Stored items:
+ + + + +

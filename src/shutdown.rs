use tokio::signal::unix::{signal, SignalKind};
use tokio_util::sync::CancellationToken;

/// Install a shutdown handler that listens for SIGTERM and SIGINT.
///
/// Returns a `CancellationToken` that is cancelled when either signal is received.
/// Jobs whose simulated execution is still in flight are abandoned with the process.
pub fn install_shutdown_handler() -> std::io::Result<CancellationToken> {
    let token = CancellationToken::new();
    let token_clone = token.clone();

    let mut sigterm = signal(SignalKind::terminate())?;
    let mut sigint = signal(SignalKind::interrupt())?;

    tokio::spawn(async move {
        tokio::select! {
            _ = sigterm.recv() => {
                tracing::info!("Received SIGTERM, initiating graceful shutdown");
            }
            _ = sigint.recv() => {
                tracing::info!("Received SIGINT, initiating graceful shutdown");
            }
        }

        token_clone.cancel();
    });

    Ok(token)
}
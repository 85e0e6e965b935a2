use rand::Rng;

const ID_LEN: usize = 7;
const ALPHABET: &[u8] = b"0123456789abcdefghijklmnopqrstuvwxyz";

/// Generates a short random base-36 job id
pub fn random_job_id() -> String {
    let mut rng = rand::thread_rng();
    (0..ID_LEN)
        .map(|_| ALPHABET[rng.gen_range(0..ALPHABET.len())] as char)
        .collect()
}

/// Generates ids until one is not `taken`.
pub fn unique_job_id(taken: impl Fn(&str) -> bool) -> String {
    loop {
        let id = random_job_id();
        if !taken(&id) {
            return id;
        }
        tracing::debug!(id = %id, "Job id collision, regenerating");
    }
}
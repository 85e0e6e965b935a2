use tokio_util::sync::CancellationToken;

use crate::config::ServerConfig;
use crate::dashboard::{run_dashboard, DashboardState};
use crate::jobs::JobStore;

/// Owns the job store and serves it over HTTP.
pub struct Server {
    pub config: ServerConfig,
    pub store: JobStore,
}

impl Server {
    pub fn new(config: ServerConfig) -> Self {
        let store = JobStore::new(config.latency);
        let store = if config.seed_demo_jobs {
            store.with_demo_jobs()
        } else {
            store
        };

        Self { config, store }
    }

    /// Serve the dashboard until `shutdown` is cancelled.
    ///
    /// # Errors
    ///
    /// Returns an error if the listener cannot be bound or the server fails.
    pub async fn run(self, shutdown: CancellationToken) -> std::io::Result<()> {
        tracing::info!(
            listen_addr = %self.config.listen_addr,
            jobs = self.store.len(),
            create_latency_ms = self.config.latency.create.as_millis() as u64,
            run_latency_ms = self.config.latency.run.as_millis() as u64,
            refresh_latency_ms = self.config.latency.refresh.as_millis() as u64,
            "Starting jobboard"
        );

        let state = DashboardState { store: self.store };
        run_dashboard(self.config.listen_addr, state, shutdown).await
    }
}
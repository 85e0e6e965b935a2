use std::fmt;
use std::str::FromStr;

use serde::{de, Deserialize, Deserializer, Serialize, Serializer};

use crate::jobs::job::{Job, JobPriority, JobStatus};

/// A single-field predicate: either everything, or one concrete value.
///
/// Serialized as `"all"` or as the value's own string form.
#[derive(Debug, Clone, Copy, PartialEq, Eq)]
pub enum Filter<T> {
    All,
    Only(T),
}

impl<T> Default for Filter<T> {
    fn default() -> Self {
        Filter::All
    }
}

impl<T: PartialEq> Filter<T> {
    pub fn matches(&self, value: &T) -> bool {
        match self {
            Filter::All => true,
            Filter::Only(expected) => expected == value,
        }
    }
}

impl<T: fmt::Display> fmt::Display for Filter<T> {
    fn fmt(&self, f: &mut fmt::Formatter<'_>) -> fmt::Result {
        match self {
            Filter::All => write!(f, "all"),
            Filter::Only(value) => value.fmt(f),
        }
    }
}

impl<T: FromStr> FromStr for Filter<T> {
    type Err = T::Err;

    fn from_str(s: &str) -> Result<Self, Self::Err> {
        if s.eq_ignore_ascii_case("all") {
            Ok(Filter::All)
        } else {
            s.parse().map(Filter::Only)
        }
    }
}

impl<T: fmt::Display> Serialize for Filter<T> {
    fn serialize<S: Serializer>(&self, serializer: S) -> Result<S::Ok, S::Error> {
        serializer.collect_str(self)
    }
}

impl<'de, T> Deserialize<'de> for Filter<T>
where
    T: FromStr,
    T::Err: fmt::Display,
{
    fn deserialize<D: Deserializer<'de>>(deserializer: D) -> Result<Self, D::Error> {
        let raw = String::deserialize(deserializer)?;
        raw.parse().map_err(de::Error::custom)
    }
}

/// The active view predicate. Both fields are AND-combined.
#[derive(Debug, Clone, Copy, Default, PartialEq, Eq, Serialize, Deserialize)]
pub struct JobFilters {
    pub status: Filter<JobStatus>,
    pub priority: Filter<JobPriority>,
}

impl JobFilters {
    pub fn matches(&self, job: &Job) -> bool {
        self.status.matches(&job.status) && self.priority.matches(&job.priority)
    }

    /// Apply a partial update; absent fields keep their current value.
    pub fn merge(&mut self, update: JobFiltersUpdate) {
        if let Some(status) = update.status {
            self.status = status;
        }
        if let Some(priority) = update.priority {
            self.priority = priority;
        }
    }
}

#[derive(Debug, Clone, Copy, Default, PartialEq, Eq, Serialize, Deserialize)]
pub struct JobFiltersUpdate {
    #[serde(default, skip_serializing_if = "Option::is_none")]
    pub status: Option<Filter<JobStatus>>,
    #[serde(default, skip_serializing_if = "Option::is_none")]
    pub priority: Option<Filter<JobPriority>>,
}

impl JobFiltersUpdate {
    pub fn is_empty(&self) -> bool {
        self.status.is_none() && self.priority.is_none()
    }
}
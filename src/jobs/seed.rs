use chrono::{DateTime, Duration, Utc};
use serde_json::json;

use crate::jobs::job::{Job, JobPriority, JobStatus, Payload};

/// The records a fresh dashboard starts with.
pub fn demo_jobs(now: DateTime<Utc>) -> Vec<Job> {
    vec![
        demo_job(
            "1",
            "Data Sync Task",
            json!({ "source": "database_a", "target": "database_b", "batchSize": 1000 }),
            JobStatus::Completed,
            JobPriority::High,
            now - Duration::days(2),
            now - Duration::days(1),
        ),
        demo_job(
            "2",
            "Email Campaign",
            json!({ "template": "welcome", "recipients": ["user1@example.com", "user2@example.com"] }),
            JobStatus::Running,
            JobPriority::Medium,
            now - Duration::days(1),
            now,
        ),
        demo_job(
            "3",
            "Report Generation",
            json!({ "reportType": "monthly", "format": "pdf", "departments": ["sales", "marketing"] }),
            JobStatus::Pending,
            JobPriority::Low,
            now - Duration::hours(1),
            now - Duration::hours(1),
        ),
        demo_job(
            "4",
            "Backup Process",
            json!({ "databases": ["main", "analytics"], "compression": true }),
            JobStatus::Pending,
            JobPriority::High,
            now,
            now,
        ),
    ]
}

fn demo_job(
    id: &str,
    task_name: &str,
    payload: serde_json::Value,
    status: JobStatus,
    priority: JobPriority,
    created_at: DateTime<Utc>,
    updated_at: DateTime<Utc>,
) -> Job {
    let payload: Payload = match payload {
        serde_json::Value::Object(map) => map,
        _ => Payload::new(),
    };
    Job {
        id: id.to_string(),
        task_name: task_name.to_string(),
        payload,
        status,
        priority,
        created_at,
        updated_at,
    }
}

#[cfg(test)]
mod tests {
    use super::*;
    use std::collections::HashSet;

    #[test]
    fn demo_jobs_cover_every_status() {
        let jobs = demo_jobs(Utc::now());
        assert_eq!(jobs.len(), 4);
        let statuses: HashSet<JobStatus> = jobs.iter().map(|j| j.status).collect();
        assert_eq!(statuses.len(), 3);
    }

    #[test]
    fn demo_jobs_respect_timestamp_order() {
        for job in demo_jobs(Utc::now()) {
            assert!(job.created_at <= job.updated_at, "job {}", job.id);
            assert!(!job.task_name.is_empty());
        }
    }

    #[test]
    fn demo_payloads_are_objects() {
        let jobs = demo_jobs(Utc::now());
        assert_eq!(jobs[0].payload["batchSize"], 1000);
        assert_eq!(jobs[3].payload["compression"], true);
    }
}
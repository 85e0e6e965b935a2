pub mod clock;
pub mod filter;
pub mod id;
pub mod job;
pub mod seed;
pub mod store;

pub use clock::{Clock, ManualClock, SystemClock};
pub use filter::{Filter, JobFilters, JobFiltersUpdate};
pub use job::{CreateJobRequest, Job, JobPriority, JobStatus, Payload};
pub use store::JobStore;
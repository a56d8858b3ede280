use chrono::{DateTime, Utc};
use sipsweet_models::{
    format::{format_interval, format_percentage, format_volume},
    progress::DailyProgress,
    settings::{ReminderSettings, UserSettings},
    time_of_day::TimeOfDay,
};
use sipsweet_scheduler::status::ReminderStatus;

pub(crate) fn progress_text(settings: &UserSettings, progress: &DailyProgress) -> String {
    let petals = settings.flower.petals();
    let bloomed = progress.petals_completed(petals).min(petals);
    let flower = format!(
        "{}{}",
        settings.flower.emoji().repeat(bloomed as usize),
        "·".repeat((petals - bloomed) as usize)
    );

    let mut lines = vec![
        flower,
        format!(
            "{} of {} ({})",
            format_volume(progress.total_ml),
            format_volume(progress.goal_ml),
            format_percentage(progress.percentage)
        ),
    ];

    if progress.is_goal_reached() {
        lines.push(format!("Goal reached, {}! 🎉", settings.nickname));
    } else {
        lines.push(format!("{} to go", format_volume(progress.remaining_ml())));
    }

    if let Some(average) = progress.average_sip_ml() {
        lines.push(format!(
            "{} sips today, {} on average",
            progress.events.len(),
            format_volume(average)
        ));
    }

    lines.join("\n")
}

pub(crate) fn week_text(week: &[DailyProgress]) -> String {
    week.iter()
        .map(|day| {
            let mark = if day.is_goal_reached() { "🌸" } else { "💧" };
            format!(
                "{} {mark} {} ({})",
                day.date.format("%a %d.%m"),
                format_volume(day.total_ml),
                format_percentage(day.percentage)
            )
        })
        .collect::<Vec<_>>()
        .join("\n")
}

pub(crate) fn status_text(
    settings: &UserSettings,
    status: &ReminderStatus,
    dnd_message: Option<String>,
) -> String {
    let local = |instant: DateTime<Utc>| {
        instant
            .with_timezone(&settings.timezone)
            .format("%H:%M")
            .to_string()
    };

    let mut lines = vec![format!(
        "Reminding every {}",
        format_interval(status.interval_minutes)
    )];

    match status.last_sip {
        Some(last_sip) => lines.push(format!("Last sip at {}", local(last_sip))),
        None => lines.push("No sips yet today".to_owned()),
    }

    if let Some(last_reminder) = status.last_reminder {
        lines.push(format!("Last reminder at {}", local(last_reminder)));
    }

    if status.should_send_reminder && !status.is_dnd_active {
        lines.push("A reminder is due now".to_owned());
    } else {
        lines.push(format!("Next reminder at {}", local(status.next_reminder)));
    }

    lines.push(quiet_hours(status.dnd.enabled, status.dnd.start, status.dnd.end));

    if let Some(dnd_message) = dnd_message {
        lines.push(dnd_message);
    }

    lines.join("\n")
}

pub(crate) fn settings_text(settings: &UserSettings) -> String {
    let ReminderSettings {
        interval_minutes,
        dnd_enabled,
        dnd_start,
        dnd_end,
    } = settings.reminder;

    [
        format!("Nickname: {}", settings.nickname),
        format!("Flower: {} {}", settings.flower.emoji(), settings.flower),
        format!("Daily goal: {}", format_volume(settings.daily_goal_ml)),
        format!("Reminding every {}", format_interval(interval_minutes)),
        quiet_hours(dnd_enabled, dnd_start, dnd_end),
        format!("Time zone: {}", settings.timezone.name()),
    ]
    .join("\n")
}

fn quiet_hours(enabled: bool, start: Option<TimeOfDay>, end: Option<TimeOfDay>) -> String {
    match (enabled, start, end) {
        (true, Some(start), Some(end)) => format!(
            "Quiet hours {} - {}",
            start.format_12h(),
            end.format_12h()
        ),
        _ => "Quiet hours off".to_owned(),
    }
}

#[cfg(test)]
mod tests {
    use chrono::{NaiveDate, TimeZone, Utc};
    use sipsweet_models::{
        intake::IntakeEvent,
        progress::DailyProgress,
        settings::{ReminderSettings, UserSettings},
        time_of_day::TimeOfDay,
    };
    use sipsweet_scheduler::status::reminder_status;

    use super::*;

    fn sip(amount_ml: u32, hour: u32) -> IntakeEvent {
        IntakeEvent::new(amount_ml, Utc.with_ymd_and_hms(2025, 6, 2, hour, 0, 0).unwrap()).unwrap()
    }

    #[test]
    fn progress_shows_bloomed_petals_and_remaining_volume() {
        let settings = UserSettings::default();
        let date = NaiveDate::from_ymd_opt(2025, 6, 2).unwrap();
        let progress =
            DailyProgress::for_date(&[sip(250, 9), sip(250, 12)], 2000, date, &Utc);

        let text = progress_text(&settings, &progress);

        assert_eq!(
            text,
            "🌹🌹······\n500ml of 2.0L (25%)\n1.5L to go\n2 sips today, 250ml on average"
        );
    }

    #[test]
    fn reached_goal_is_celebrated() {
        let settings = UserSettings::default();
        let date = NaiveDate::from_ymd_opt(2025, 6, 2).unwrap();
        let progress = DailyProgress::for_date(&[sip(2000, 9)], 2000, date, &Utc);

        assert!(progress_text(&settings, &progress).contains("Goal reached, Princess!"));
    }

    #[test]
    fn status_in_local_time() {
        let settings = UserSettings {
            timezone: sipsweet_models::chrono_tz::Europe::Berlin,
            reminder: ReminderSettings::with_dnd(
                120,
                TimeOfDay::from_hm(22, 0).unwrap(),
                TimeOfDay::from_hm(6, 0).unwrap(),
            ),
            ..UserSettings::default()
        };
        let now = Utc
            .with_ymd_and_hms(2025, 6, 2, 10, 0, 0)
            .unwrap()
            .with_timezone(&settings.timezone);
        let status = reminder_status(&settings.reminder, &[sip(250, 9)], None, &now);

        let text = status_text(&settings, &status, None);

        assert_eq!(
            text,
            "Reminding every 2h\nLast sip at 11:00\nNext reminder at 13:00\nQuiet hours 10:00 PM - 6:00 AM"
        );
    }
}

+ + + + +

§ Task objective: For the records above, tally the lines in which "usize" appears, and give the number by itself.

§ Completed exercise: 3